Similarly, copyright and content control are becoming issues of public concern, as demonstrated by recent initiatives within the US Government to more forcefully regulate the circulation of copy-righted materials through the Stop Online Piracy Act and by the resulting widespread protests. Thus, thinking about access to the tools and materials of online life as an aspect of issues of social justice become a new consideration for service-learning.
We have outlined a variety of ways that new media may be used in service of the goals of service-learning and experiential education and how new media may potentially raise new considerations for practice. We suggest that integration of new media into service-learning may help educators address some of the challenges of creating service-learning experiences that will most likely enhance youth civic development.
However, we suggest these approaches as areas for experimentation and study. The integration of new media into schools brings with it a number of risks and challenges, and we have yet to see any systematic studies of the effectiveness of these practices. What we are suggesting is more attention to how new media is currently being integrated into civic education and hoping to focus attention on the areas where we believe the role of technology can potentially make a difference.
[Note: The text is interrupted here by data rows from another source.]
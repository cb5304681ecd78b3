use clap::ValueEnum;
use tracing::level_filters::LevelFilter;
use tracing_subscriber::filter::Targets;
use tracing_subscriber::prelude::*;

/// Crates whose events follow `--log-level`; everything else is capped at WARN.
const TCMP_TARGETS: [&str; 4] = ["tcmp", "tcmp_transport", "tcmp_frame", "tcmp_device"];

#[derive(Copy, Clone, Debug, ValueEnum)]
pub enum LogFormat {
    Text,
    Json,
}

#[derive(Copy, Clone, Debug, ValueEnum)]
pub enum LogLevel {
    Error,
    Warn,
    Info,
    Debug,
    Trace,
}

impl LogLevel {
    pub fn as_filter(self) -> LevelFilter {
        match self {
            LogLevel::Error => LevelFilter::ERROR,
            LogLevel::Warn => LevelFilter::WARN,
            LogLevel::Info => LevelFilter::INFO,
            LogLevel::Debug => LevelFilter::DEBUG,
            LogLevel::Trace => LevelFilter::TRACE,
        }
    }
}

fn targets(level: LogLevel) -> Targets {
    let level = level.as_filter();
    Targets::new()
        .with_default(level.min(LevelFilter::WARN))
        .with_targets(TCMP_TARGETS.map(|target| (target, level)))
}

pub fn init_logging(format: LogFormat, level: LogLevel) {
    let layer = tracing_subscriber::fmt::layer()
        .with_writer(std::io::stderr)
        .with_ansi(false)
        .with_target(level.as_filter() >= LevelFilter::DEBUG);

    match format {
        LogFormat::Text => {
            let _ = tracing_subscriber::registry()
                .with(layer.with_filter(targets(level)))
                .try_init();
        }
        LogFormat::Json => {
            let _ = tracing_subscriber::registry()
                .with(layer.json().with_filter(targets(level)))
                .try_init();
        }
    }
}
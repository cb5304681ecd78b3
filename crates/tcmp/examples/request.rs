//! Open the first attached reader and send one command.
//!
//! Usage: cargo run -p tcmp --features serial --example request -- <family> <code> [payload bytes...]

use std::time::Duration;

use tcmp::device::{Command, CommandFamily, Device, DeviceConfig};
use tcmp::transport::SerialTransport;

fn parse_byte(arg: &str) -> Result<u8, std::num::ParseIntError> {
    match arg.strip_prefix("0x") {
        Some(hex) => u8::from_str_radix(hex, 16),
        None => arg.parse(),
    }
}

fn main() -> Result<(), Box<dyn std::error::Error>> {
    let args: Vec<String> = std::env::args().skip(1).collect();
    if args.len() < 2 {
        return Err("usage: request <family> <code> [payload bytes...]".into());
    }
    let family = CommandFamily::new(args[0].parse()?);
    let code = parse_byte(&args[1])?;
    let payload = args[2..]
        .iter()
        .map(|arg| parse_byte(arg))
        .collect::<Result<Vec<u8>, _>>()?;

    let device = Device::with_config(
        SerialTransport::new(),
        DeviceConfig::default().with_response_timeout(Duration::from_secs(3)),
    );
    let readers = device.enumerate_devices()?;
    let reader = readers.first().ok_or("no reader attached")?;
    device.connect(reader)?;
    println!("connected to {reader}");

    let response = device.request(&Command::new(family, code).with_payload(payload), None)?;
    match response.application_error() {
        Some(err) => println!("reader reported: {err}"),
        None => println!("{:02X?}", response.frame().payload().as_ref()),
    }

    device.disconnect();
    Ok(())
}
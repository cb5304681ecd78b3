use std::fmt;
use std::sync::mpsc::{self, TryRecvError};
use std::sync::{Arc, Mutex, MutexGuard, PoisonError};
use std::thread;
use std::time::{Duration, Instant};

use tcmp_frame::{Command, ReassemblerConfig, ReassemblerStats, Response};
use tcmp_transport::{DeviceId, Transport, TransportError, TransportEvent};
use tracing::{debug, info, warn};

use crate::correlator::{
    complete_all, Correlator, CorrelatorStats, ExchangeId, ExchangeOutcome, Resolution,
};
use crate::error::{DeviceError, Result};

const DEFAULT_RESPONSE_TIMEOUT: Duration = Duration::from_secs(5);
const DEFAULT_READ_CHUNK_SIZE: usize = 1024;
const DEFAULT_POLL_INTERVAL: Duration = Duration::from_millis(5);

/// Runtime configuration for a [`Device`].
#[derive(Debug, Clone)]
pub struct DeviceConfig {
    /// How long [`Device::request`] waits when no timeout is given.
    pub response_timeout: Duration,
    /// Size of the buffer handed to [`Transport::read`] per poll.
    pub read_chunk_size: usize,
    /// Pause between polls that returned no data.
    pub poll_interval: Duration,
    /// Inbound stream reassembly settings.
    pub reassembler: ReassemblerConfig,
}

impl Default for DeviceConfig {
    fn default() -> Self {
        Self {
            response_timeout: DEFAULT_RESPONSE_TIMEOUT,
            read_chunk_size: DEFAULT_READ_CHUNK_SIZE,
            poll_interval: DEFAULT_POLL_INTERVAL,
            reassembler: ReassemblerConfig::default(),
        }
    }
}

impl DeviceConfig {
    /// Override the default response timeout.
    pub fn with_response_timeout(mut self, timeout: Duration) -> Self {
        self.response_timeout = timeout;
        self
    }

    /// Override the per-poll read size. Zero is raised to one byte.
    pub fn with_read_chunk_size(mut self, size: usize) -> Self {
        self.read_chunk_size = size.max(1);
        self
    }

    /// Override the idle poll interval.
    pub fn with_poll_interval(mut self, interval: Duration) -> Self {
        self.poll_interval = interval;
        self
    }

    /// Override reassembly settings.
    pub fn with_reassembler(mut self, config: ReassemblerConfig) -> Self {
        self.reassembler = config;
        self
    }
}

struct Inner<T> {
    transport: T,
    correlator: Correlator,
    connected: Option<DeviceId>,
    read_buf: Vec<u8>,
}

/// One reader connection: a transport plus its correlator behind one lock.
///
/// Every method takes `&self`, so a `Device` can be shared between a thread
/// pumping inbound bytes and threads issuing commands. Completions always run
/// after the lock is released and may call back into the device.
pub struct Device<T> {
    inner: Mutex<Inner<T>>,
    config: DeviceConfig,
}

impl<T: Transport> Device<T> {
    /// Wrap `transport` with default configuration.
    pub fn new(transport: T) -> Self {
        Self::with_config(transport, DeviceConfig::default())
    }

    /// Wrap `transport` with explicit configuration.
    pub fn with_config(transport: T, config: DeviceConfig) -> Self {
        let correlator = Correlator::with_config(config.reassembler.clone());
        let read_buf = vec![0u8; config.read_chunk_size.max(1)];
        Self {
            inner: Mutex::new(Inner {
                transport,
                correlator,
                connected: None,
                read_buf,
            }),
            config,
        }
    }

    fn lock(&self) -> MutexGuard<'_, Inner<T>> {
        self.inner.lock().unwrap_or_else(PoisonError::into_inner)
    }

    /// List the readers the transport can see.
    pub fn enumerate_devices(&self) -> Result<Vec<DeviceId>> {
        Ok(self.lock().transport.enumerate_devices()?)
    }

    /// Open `device`, dropping any state left from a previous connection.
    pub fn connect(&self, device: &DeviceId) -> Result<()> {
        let mut inner = self.lock();
        inner.correlator.reset();
        inner.connected = None;
        inner.transport.connect(device)?;
        inner.connected = Some(device.clone());
        info!(device = %device, "reader connected");
        Ok(())
    }

    /// Close the connection and reset the correlator.
    ///
    /// A pending exchange is dropped without being notified.
    pub fn disconnect(&self) {
        let mut inner = self.lock();
        inner.transport.disconnect();
        inner.correlator.reset();
        if let Some(device) = inner.connected.take() {
            info!(device = %device, "reader disconnected");
        }
    }

    pub fn is_open(&self) -> bool {
        self.lock().transport.is_open()
    }

    /// The device passed to the last successful [`connect`](Self::connect).
    pub fn connected_device(&self) -> Option<DeviceId> {
        self.lock().connected.clone()
    }

    /// Send `command`; `on_complete` runs exactly once unless a reset drops it.
    pub fn send<F>(&self, command: &Command, on_complete: F) -> ExchangeId
    where
        F: FnOnce(ExchangeOutcome) + Send + 'static,
    {
        let (id, resolutions) = {
            let mut inner = self.lock();
            let Inner {
                transport,
                correlator,
                ..
            } = &mut *inner;
            correlator.send(transport, command, on_complete)
        };
        complete_all(resolutions);
        id
    }

    /// Push newly arrived bytes into the correlator.
    pub fn deliver(&self, data: &[u8]) {
        let resolutions = self.lock().correlator.on_bytes(data);
        complete_all(resolutions);
    }

    /// Dispatch one push-model transport event.
    ///
    /// Detaching the connected reader closes the connection and fails the
    /// pending exchange with [`TransportError::DeviceRemoved`].
    pub fn handle_event(&self, event: TransportEvent) {
        match event {
            TransportEvent::Data(bytes) => self.deliver(&bytes),
            TransportEvent::DeviceAttached(device) => {
                info!(device = %device, "reader attached");
            }
            TransportEvent::DeviceDetached(device) => {
                let resolution = {
                    let mut inner = self.lock();
                    if inner.connected.as_ref() != Some(&device) {
                        debug!(device = %device, "unrelated reader detached");
                        return;
                    }
                    warn!(device = %device, "connected reader detached");
                    inner.transport.disconnect();
                    inner.connected = None;
                    let resolution = inner
                        .correlator
                        .on_transport_error(TransportError::DeviceRemoved(device.to_string()));
                    inner.correlator.reset();
                    resolution
                };
                complete_all(resolution);
            }
        }
    }

    /// Read one chunk from the transport and feed it to the correlator.
    ///
    /// Returns the number of bytes read. A read failure also resolves the
    /// pending exchange.
    pub fn poll(&self) -> Result<usize> {
        let (read, resolutions) = {
            let mut guard = self.lock();
            let Inner {
                transport,
                correlator,
                read_buf,
                ..
            } = &mut *guard;
            match transport.read(read_buf) {
                Ok(0) => (Ok(0), Vec::new()),
                Ok(n) => (Ok(n), correlator.on_bytes(&read_buf[..n])),
                Err(err) => {
                    let err = Arc::new(err);
                    let resolution = correlator.on_transport_error(Arc::clone(&err));
                    (Err(err), resolution.into_iter().collect())
                }
            }
        };
        complete_all(resolutions);
        read.map_err(DeviceError::Read)
    }

    /// Drop buffered input and any pending exchange without notifying it.
    pub fn reset(&self) {
        self.lock().correlator.reset();
    }

    /// Send `command` and block until its response arrives.
    ///
    /// Drives [`poll`](Self::poll) on the calling thread. When `timeout`
    /// (or the configured default) elapses first, the exchange resolves with
    /// a timeout and the correlator is reset. A timeout too large to form a
    /// deadline waits until the exchange resolves.
    pub fn request(&self, command: &Command, timeout: Option<Duration>) -> Result<Response> {
        let timeout = timeout.unwrap_or(self.config.response_timeout);
        let (tx, rx) = mpsc::channel();
        let id = self.send(command, move |outcome| {
            let _ = tx.send(outcome);
        });
        let deadline = Instant::now().checked_add(timeout);

        loop {
            match rx.try_recv() {
                Ok(outcome) => return Ok(outcome?),
                Err(TryRecvError::Disconnected) => return Err(DeviceError::Cancelled),
                Err(TryRecvError::Empty) => {}
            }

            if deadline.is_some_and(|deadline| Instant::now() >= deadline) {
                let expired: Option<Resolution> = self.lock().correlator.expire(id, timeout);
                complete_all(expired);
                // Either resolved above, resolved elsewhere, or dropped by a reset.
                return match rx.recv() {
                    Ok(outcome) => Ok(outcome?),
                    Err(_) => Err(DeviceError::Cancelled),
                };
            }

            match self.poll() {
                Ok(0) => thread::sleep(self.config.poll_interval),
                Ok(_) => {}
                Err(err) => debug!(exchange = %id, error = %err, "poll failed during request"),
            }
        }
    }

    /// The exchange awaiting a response, if any.
    pub fn pending_exchange(&self) -> Option<ExchangeId> {
        self.lock().correlator.pending().map(|pending| pending.id())
    }

    pub fn stats(&self) -> CorrelatorStats {
        self.lock().correlator.stats()
    }

    pub fn reassembler_stats(&self) -> ReassemblerStats {
        self.lock().correlator.reassembler_stats()
    }

    pub fn config(&self) -> &DeviceConfig {
        &self.config
    }

    /// Run `f` with exclusive access to the transport.
    pub fn with_transport<R>(&self, f: impl FnOnce(&mut T) -> R) -> R {
        f(&mut self.lock().transport)
    }

    /// Consume the device and return the transport.
    pub fn into_transport(self) -> T {
        self.inner
            .into_inner()
            .unwrap_or_else(PoisonError::into_inner)
            .transport
    }
}

impl<T> fmt::Debug for Device<T> {
    fn fmt(&self, f: &mut fmt::Formatter<'_>) -> fmt::Result {
        f.debug_struct("Device")
            .field("config", &self.config)
            .finish_non_exhaustive()
    }
}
Just as new media might enhance the ability of service-learning practitioners to connect youth to critical aspects of the authentic practice of civic engagement, there are risks as well. For example, we do not currently have sufficient research that tells us whether games genuinely support better understanding of complex social issues or whether they lead to important misconceptions or simplifications. If we are going to encourage youth to engage in online social networks, we also need to be very cautious in this practice – thinking about where they share their work or engage with other youth’s work (moderated spaces that regulate the tone of the community vs. open spaces), how they interact with other youth, what they share and whether they will be comfortable with their work having what Soep (2012) refers to as a «digital afterlife».
Given that the world where many youth are and will be enacting their citizenship is increasingly saturated with new media, it is critical to support youth ability to act effectively and responsibility in such a context. As an increasing number of teachers and youth mentors are beginning to integrate new media into their practice, the time is critical to begin more systematic study of what the impacts might be on youth and how we might most effectively support their civic development.
This article was adapted from the unpublished white paper Service and Activism in the Digital Age: Supporting Youth Engagement in Public Life, developed in collaboration with the Working Group on Service and Activism in the Digital Age http://dmlcentral.net/sites/dmlcentral/files/resource_files/sa.pdf. This work is supported by the Humanities, Arts, Science and Technology Advanced Collaboratory (UC Irvine). While much of the content reflects contributions from the Working Group, we bear full responsibility for the content presented here.